Operating System Virtualization is capturing quite a bit of buzz lately. VMWare recently released VMWare Player as free software. VMWare Player Showcases New Virtual Realities describes the new product's features. There have been several case studies about how virtualization has saved many large companies millions in hardware costs. IBM is using virtualization in its workstation and server blades technology to put multiple virtual machines into each individual blade slot. Prior to using virtualization, each blade slot represented a single machine.

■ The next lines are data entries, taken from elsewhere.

use std::sync::Arc;

mod config;
mod handler;
mod http;
mod logger;
mod render;
mod server;

fn main() -> Result<(), Box<dyn std::error::Error>> {
    let cfg = config::Config::load()?;

    // Single-threaded event-driven dispatch: one request at a time through
    // the pipeline, connections multiplexed on a LocalSet
    let runtime = tokio::runtime::Builder::new_current_thread()
        .enable_all()
        .build()?;

    runtime.block_on(async_main(cfg))
}

async fn async_main(cfg: config::Config) -> Result<(), Box<dyn std::error::Error>> {
    let addr = cfg.socket_addr()?;
    let listener = server::bind_listener(addr)?;

    let renderer = render::Renderer::from_views_dir(&cfg.site.views_dir)?;
    let request_log = logger::RequestLog::spawn(cfg.logging.request_log_file.clone());

    logger::log_server_start(&addr, &cfg);

    let state = Arc::new(config::SiteState::new(cfg, renderer, request_log));

    // Routes point at templates by name; catch a missing one now rather than
    // as a 500 on the first request
    for template in state.routes.templates() {
        if !state.renderer.has_template(template) {
            logger::log_warning(&format!("Route template '{template}' is not registered"));
        }
    }

    let local = tokio::task::LocalSet::new();
    local.run_until(server::run(listener, state)).await
}
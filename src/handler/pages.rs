//! Site route table
//!
//! An ordered, immutable table of exact-path, method-qualified entries built
//! once at startup. Each entry either renders a named template with a fixed
//! context or returns a raw JSON payload.

use hyper::Method;
use serde_json::{json, Value};

/// What a matched route does
#[derive(Debug, Clone, PartialEq)]
pub enum PageAction {
    /// Render a template with a fixed context mapping
    Render { template: &'static str, context: Value },
    /// Return a raw JSON payload, 200
    Direct { payload: Value },
}

/// One registered route: exact path, single method
#[derive(Debug, Clone)]
pub struct RouteEntry {
    pub method: Method,
    pub path: &'static str,
    pub action: PageAction,
}

/// Ordered route table; lookup is first exact (method, path) match.
/// No wildcards, prefixes, or path parameters.
pub struct RouteTable {
    entries: Vec<RouteEntry>,
}

impl RouteTable {
    pub fn new(entries: Vec<RouteEntry>) -> Self {
        Self { entries }
    }

    /// First entry matching (method, path) exactly, if any.
    /// HEAD requests match GET entries; the body is elided downstream.
    pub fn find(&self, method: &Method, path: &str) -> Option<&PageAction> {
        let lookup = if *method == Method::HEAD {
            &Method::GET
        } else {
            method
        };
        self.entries
            .iter()
            .find(|e| e.method == *lookup && e.path == path)
            .map(|e| &e.action)
    }

    /// Template names referenced by `Render` entries, for startup checks
    pub fn templates(&self) -> impl Iterator<Item = &'static str> + '_ {
        self.entries.iter().filter_map(|e| match &e.action {
            PageAction::Render { template, .. } => Some(*template),
            PageAction::Direct { .. } => None,
        })
    }
}

/// The site's fixed routes
pub fn site_routes() -> RouteTable {
    RouteTable::new(vec![
        RouteEntry {
            method: Method::GET,
            path: "/",
            action: PageAction::Render {
                template: "home",
                context: json!({"pageTitle": "Home Page", "name": "Catseye"}),
            },
        },
        RouteEntry {
            method: Method::GET,
            path: "/about",
            action: PageAction::Render {
                template: "about",
                context: json!({"pageTitle": "About Page"}),
            },
        },
        RouteEntry {
            method: Method::GET,
            path: "/projects",
            action: PageAction::Render {
                template: "projects",
                context: json!({"pageTitle": "Projects Page"}),
            },
        },
        RouteEntry {
            method: Method::GET,
            path: "/bad",
            action: PageAction::Direct {
                payload: json!({"errorMessage": "Unable to process the request!"}),
            },
        },
    ])
}
// Listener setup module
// Builds the listening socket the dispatcher accepts from

use socket2::{Domain, Protocol, Socket, Type};
use tokio::net::TcpListener;

/// Create a non-blocking `TcpListener` bound to `addr`.
///
/// `SO_REUSEADDR` is enabled so a quick process restart can rebind a port
/// still in `TIME_WAIT`. Bind failure is the one fatal startup error.
pub fn bind_listener(addr: std::net::SocketAddr) -> std::io::Result<TcpListener> {
    let domain = if addr.is_ipv4() {
        Domain::IPV4
    } else {
        Domain::IPV6
    };

    let socket = Socket::new(domain, Type::STREAM, Some(Protocol::TCP))?;
    socket.set_reuse_address(true)?;

    // Non-blocking mode for async compatibility
    socket.set_nonblocking(true)?;

    socket.bind(&addr.into())?;
    socket.listen(128)?;

    let std_listener: std::net::TcpListener = socket.into();
    TcpListener::from_std(std_listener)
}
//! Request handler module
//!
//! Pipeline dispatch, the site route table, and static asset lookup.

pub mod pages;
pub mod router;
pub mod static_files;

// Re-export main entry point
pub use router::handle_request;
//! Request log line format
//!
//! One line per request: `<ISO-8601 timestamp>: <METHOD> <PATH>`.

use chrono::{DateTime, SecondsFormat, Utc};

/// A single request log record, stamped at arrival
#[derive(Debug, Clone)]
pub struct RequestLogEntry {
    pub time: DateTime<Utc>,
    pub method: String,
    pub path: String,
}

impl RequestLogEntry {
    /// Create an entry timestamped with the current time
    pub fn new(method: &str, path: &str) -> Self {
        Self {
            time: Utc::now(),
            method: method.to_string(),
            path: path.to_string(),
        }
    }

    /// Render the fixed log line, e.g.
    /// `2026-08-06T12:00:00.000Z: GET /about`
    pub fn format(&self) -> String {
        format!(
            "{}: {} {}",
            self.time.to_rfc3339_opts(SecondsFormat::Millis, true),
            self.method,
            self.path
        )
    }
}
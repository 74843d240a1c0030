//! Logger module
//!
//! Two concerns live here:
//! - the per-request log: a fixed-format line appended to a file by an async
//!   drain task (`RequestLog`), never blocking the response
//! - console diagnostics for server lifecycle and recoverable errors

mod format;
mod writer;

pub use format::RequestLogEntry;
pub use writer::RequestLog;

use crate::config::Config;
use std::net::SocketAddr;

pub fn log_server_start(addr: &SocketAddr, config: &Config) {
    println!("======================================");
    println!("Server is up on http://{addr}");
    println!("Request log: {}", config.logging.request_log_file);
    println!("Static assets: {}/", config.site.public_root);
    println!("Templates: {}/", config.site.views_dir);
    if config.site.maintenance {
        println!("Maintenance mode is ON: all requests get the maintenance page");
    }
    println!("======================================");
}

pub fn log_connection_error(err: &impl std::fmt::Debug) {
    eprintln!("[ERROR] Failed to serve connection: {err:?}");
}

pub fn log_error(message: &str) {
    eprintln!("[ERROR] {message}");
}

pub fn log_warning(message: &str) {
    eprintln!("[WARN] {message}");
}
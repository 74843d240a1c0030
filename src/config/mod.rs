// Configuration module entry point
// Manages application configuration and the immutable runtime state

mod state;
mod types;

use std::net::SocketAddr;

// Re-export public types
pub use state::SiteState;
pub use types::{Config, LoggingConfig, PerformanceConfig, ServerConfig, SiteConfig};

impl Config {
    /// Load configuration from the default "config.toml" (optional),
    /// environment, and coded defaults.
    pub fn load() -> Result<Self, config::ConfigError> {
        Self::load_from("config")
    }

    /// Load configuration from the specified file path (without extension).
    ///
    /// Precedence, lowest to highest: coded defaults, the config file,
    /// `SITE__`-prefixed environment variables, then `PORT` for the
    /// listening port.
    pub fn load_from(config_path: &str) -> Result<Self, config::ConfigError> {
        let settings = config::Config::builder()
            .add_source(config::File::with_name(config_path).required(false))
            .add_source(config::Environment::with_prefix("SITE").separator("__"))
            .set_default("server.host", "127.0.0.1")?
            .set_default("server.port", 3000)?
            .set_default("site.views_dir", "views")?
            .set_default("site.public_root", "public")?
            .set_default(
                "site.index_files",
                vec!["index.html".to_string(), "index.htm".to_string()],
            )?
            .set_default("site.maintenance", false)?
            .set_default("logging.request_log_file", "server.log")?
            .set_default("performance.keep_alive_timeout", 75)?
            .set_default("performance.read_timeout", 30)?
            .set_default("performance.write_timeout", 30)?
            .set_override_option("server.port", std::env::var("PORT").ok())?
            .build()?;

        settings.try_deserialize()
    }

    pub fn socket_addr(&self) -> Result<SocketAddr, String> {
        format!("{}:{}", self.server.host, self.server.port)
            .parse()
            .map_err(|e| format!("Invalid address: {e}"))
    }
}
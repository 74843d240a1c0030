//! HTTP protocol layer module
//!
//! Response building, MIME detection, and conditional-request helpers,
//! decoupled from routing and page content.

pub mod cache;
pub mod mime;
pub mod response;

// Re-export commonly used builders
pub use response::{
    build_304_response, build_404_response, build_500_response, build_cached_response,
    build_html_response, build_json_response,
};
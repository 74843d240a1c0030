// Server module entry point
// Listener setup and the accept loop

mod connection;
mod listener;

pub use listener::bind_listener;

use std::sync::Arc;
use tokio::net::TcpListener;

use crate::config::SiteState;
use crate::logger;

/// Accept connections until process termination.
///
/// Each accepted stream is served on its own local task; accept errors are
/// logged and the loop continues. There is no shutdown state.
pub async fn run(
    listener: TcpListener,
    state: Arc<SiteState>,
) -> Result<(), Box<dyn std::error::Error>> {
    loop {
        match listener.accept().await {
            Ok((stream, peer_addr)) => connection::serve(stream, peer_addr, Arc::clone(&state)),
            Err(e) => logger::log_error(&format!("Failed to accept connection: {e}")),
        }
    }
}
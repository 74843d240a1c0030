//! Request pipeline dispatch
//!
//! Every request runs the same fixed, linear pipeline:
//! log -> maintenance gate -> static assets -> route table -> 404.
//! Logging always happens first; nothing downstream can suppress it.

use crate::config::SiteState;
use crate::handler::pages::PageAction;
use crate::handler::static_files;
use crate::http;
use crate::logger::{self, RequestLogEntry};
use http_body_util::Full;
use hyper::body::Bytes;
use hyper::{Method, Request, Response};
use serde_json::json;
use std::convert::Infallible;
use std::sync::Arc;

/// Main entry point for HTTP request handling
pub async fn handle_request<B>(
    req: Request<B>,
    state: Arc<SiteState>,
) -> Result<Response<Full<Bytes>>, Infallible> {
    let method = req.method().clone();
    let path = req.uri().path().to_string();
    let is_head = method == Method::HEAD;

    // 1. Log the request. Fire-and-forget; a failed append never blocks us.
    state
        .request_log
        .record(RequestLogEntry::new(method.as_str(), &path));

    // 2. Maintenance gate: when enabled, nothing past this point runs
    if state.config.site.maintenance {
        return Ok(render_page(
            &state,
            "maintenance",
            &json!({"pageTitle": "Maintenance"}),
            is_head,
        ));
    }

    // 3. Static assets under the public root, before any custom route
    if method == Method::GET || is_head {
        if let Some((content, content_type)) = static_files::lookup(
            &state.config.site.public_root,
            &path,
            &state.config.site.index_files,
        )
        .await
        {
            let if_none_match = req
                .headers()
                .get("if-none-match")
                .and_then(|v| v.to_str().ok());
            return Ok(static_files::build_asset_response(
                content,
                content_type,
                if_none_match,
                is_head,
            ));
        }
    }

    // 4. Route table, then the default not-found response
    match state.routes.find(&method, &path) {
        Some(PageAction::Render { template, context }) => {
            Ok(render_page(&state, template, context, is_head))
        }
        Some(PageAction::Direct { payload }) => Ok(http::build_json_response(payload, is_head)),
        None => Ok(http::build_404_response()),
    }
}

/// Render a template into a 200 page; a failed render is logged and answered
/// with a plain 500
fn render_page(
    state: &SiteState,
    template: &str,
    context: &serde_json::Value,
    is_head: bool,
) -> Response<Full<Bytes>> {
    match state.renderer.render(template, context) {
        Ok(html) => http::build_html_response(html, is_head),
        Err(e) => {
            logger::log_error(&format!("Failed to render template '{template}': {e}"));
            http::build_500_response()
        }
    }
}

#[cfg(test)]
mod tests {
    use super::*;
    use crate::config::Config;
    use crate::logger::RequestLog;
    use crate::render::Renderer;
    use http_body_util::BodyExt;

    fn temp_log(name: &str) -> String {
        std::env::temp_dir()
            .join(format!("catseye-web-router-{}-{name}.log", std::process::id()))
            .to_str()
            .unwrap()
            .to_string()
    }

    fn test_state(name: &str, maintenance: bool) -> Arc<SiteState> {
        let mut cfg = Config::load_from("no-such-config-file").unwrap();
        cfg.site.maintenance = maintenance;
        let renderer = Renderer::from_views_dir("views").unwrap();
        let request_log = RequestLog::spawn(temp_log(name));
        Arc::new(SiteState::new(cfg, renderer, request_log))
    }

    fn get(path: &str) -> Request<Full<Bytes>> {
        Request::builder()
            .method(Method::GET)
            .uri(path)
            .body(Full::new(Bytes::new()))
            .unwrap()
    }

    async fn body_text(resp: Response<Full<Bytes>>) -> String {
        let bytes = resp.into_body().collect().await.unwrap().to_bytes();
        String::from_utf8(bytes.to_vec()).unwrap()
    }

    #[tokio::test]
    async fn home_page_renders() {
        let state = test_state("home", false);
        let resp = handle_request(get("/"), state).await.unwrap();
        assert_eq!(resp.status(), 200);
        let body = body_text(resp).await;
        assert!(body.contains("Home Page"));
        assert!(body.contains("Catseye"));
    }

    #[tokio::test]
    async fn about_and_projects_render() {
        let state = test_state("pages", false);

        let resp = handle_request(get("/about"), Arc::clone(&state)).await.unwrap();
        assert_eq!(resp.status(), 200);
        assert!(body_text(resp).await.contains("About Page"));

        let resp = handle_request(get("/projects"), state).await.unwrap();
        assert_eq!(resp.status(), 200);
        assert!(body_text(resp).await.contains("Projects Page"));
    }

    #[tokio::test]
    async fn bad_route_returns_exact_payload() {
        let state = test_state("bad", false);
        let resp = handle_request(get("/bad"), state).await.unwrap();
        assert_eq!(resp.status(), 200);
        assert_eq!(
            resp.headers()["Content-Type"],
            "application/json; charset=utf-8"
        );
        let body: serde_json::Value = serde_json::from_str(&body_text(resp).await).unwrap();
        assert_eq!(body, json!({"errorMessage": "Unable to process the request!"}));
    }

    #[tokio::test]
    async fn unmatched_path_is_404_and_still_logged() {
        let log_path = temp_log("notfound");
        let _ = std::fs::remove_file(&log_path);

        let mut cfg = Config::load_from("no-such-config-file").unwrap();
        cfg.logging.request_log_file = log_path.clone();
        let state = Arc::new(SiteState::new(
            cfg,
            Renderer::from_views_dir("views").unwrap(),
            RequestLog::spawn(log_path.clone()),
        ));

        let resp = handle_request(get("/nonexistent-path"), state).await.unwrap();
        assert_eq!(resp.status(), 404);

        tokio::time::sleep(std::time::Duration::from_millis(200)).await;
        let contents = std::fs::read_to_string(&log_path).unwrap();
        assert!(contents.trim_end().ends_with(": GET /nonexistent-path"));
        let _ = std::fs::remove_file(&log_path);
    }

    #[tokio::test]
    async fn non_get_method_is_404() {
        let state = test_state("post", false);
        let req = Request::builder()
            .method(Method::POST)
            .uri("/")
            .body(Full::new(Bytes::new()))
            .unwrap();
        let resp = handle_request(req, state).await.unwrap();
        assert_eq!(resp.status(), 404);
    }

    #[tokio::test]
    async fn static_asset_served_before_routes() {
        let state = test_state("static", false);
        let resp = handle_request(get("/css/styles.css"), state).await.unwrap();
        assert_eq!(resp.status(), 200);
        assert_eq!(resp.headers()["Content-Type"], "text/css");
    }

    #[tokio::test]
    async fn maintenance_gate_short_circuits_every_path() {
        let state = test_state("maint", true);

        for path in ["/", "/about", "/bad", "/nonexistent-path"] {
            let resp = handle_request(get(path), Arc::clone(&state)).await.unwrap();
            assert_eq!(resp.status(), 200, "path: {path}");
            assert!(body_text(resp).await.contains("Maintenance"), "path: {path}");
        }
    }

    #[tokio::test]
    async fn head_request_elides_body() {
        let state = test_state("head", false);
        let req = Request::builder()
            .method(Method::HEAD)
            .uri("/")
            .body(Full::new(Bytes::new()))
            .unwrap();
        let resp = handle_request(req, state).await.unwrap();
        assert_eq!(resp.status(), 200);
        assert!(body_text(resp).await.is_empty());
    }
}
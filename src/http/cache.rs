//! Conditional-request helpers for static assets
//!
//! `ETag` generation plus `If-None-Match` matching, used to answer repeat
//! asset requests with 304.

use std::collections::hash_map::DefaultHasher;
use std::hash::{Hash, Hasher};

/// Hash-based `ETag` for an asset body, quoted per RFC 9110
pub fn generate_etag(content: &[u8]) -> String {
    let mut hasher = DefaultHasher::new();
    content.hash(&mut hasher);
    format!("\"{:x}\"", hasher.finish())
}

/// Whether a client `If-None-Match` header matches the computed `ETag`.
/// Accepts comma-separated candidate lists and the `*` wildcard.
pub fn check_etag_match(if_none_match: Option<&str>, etag: &str) -> bool {
    if_none_match.is_some_and(|candidates| {
        candidates
            .split(',')
            .any(|e| e.trim() == etag || e.trim() == "*")
    })
}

In the news lately is quite a bit of buzz about virtualzation. "The Rise of the Virtual Machines" discusses various products and strategy of implementing virtualization. This is a great article covering the state of virtualization today and provides good insights into issues to keep in mind when researching this technology. IBM is doing heavy research in virtualization. See Secure Hypervisor. (What is a hypervisor?)
Just last week Red Hat said it wants Xen, the leading open source virtualization technology, to be in the next release of Red Hat Enterprise Linux (RHEL). Here's the RedHat 11/1/2005 news release discussing their virtualization strategy for 2006/2007. Fedora Core 4 already includes Xen in it. (Fedora Virtualization) Red Hat is even devoting programmers to speed up the process of getting Xen integrated into the Red Hat distribution. Here are some screenshots of Xen in action.
Sun OpenSolaris is even getting into this game in order to compete with Linux. "OpenSolaris Has Virtual-Machine Edge Over Linux" describes their virtualization technology. They call their virtual machines 'Solaris Containers'.
If you have not used a virtualized machine then you have got to check out this stuff. I spent some time working with VMWare last winter and was quite impressed. I learned quite a bit about this technology during that timeframe. VMWare is pretty incredible when setup correctly.
From the research I have done with open source Xen, this looks to be even better since is designed for the Unix/Linux world. Xen implements a paravirtualization approach. Based on reports I've read, Xen performance is above and beyond what VMWare does due to implementation of paravirtualization technology. Getting Xen working is not quite that easy yet. Currently, the kernel of the guest operating system must be modified to run with Xen. However, with Xen 3.0 which is currently in alpha it will be a viable competitor to VMWare in 2006. XenSource has even gotten Windows guest operating systems working on their Xen 3.0 alpha release.
Hopefully, with Red Hat and IBM investing heavily in the open source virtualization technology, sometime next year this will become mainstream technology. Heck even Microsoft is jumping aboard on this technology. They are promising virtualization as a part of Vista, the next release of Windows. With VMWare already doing so well on Windows, I wonder how good the built-in virtualization in Vista will be? Given past history of Microsoft, I suspect it will be somewhat mediocre.
Back to the virtualization topic. If you haven't gotten into this technology yet, you will in the next few years. Within Microsoft, IBM, VMWare and the open source community this technology will only continue to grow and become mainstream in the near future.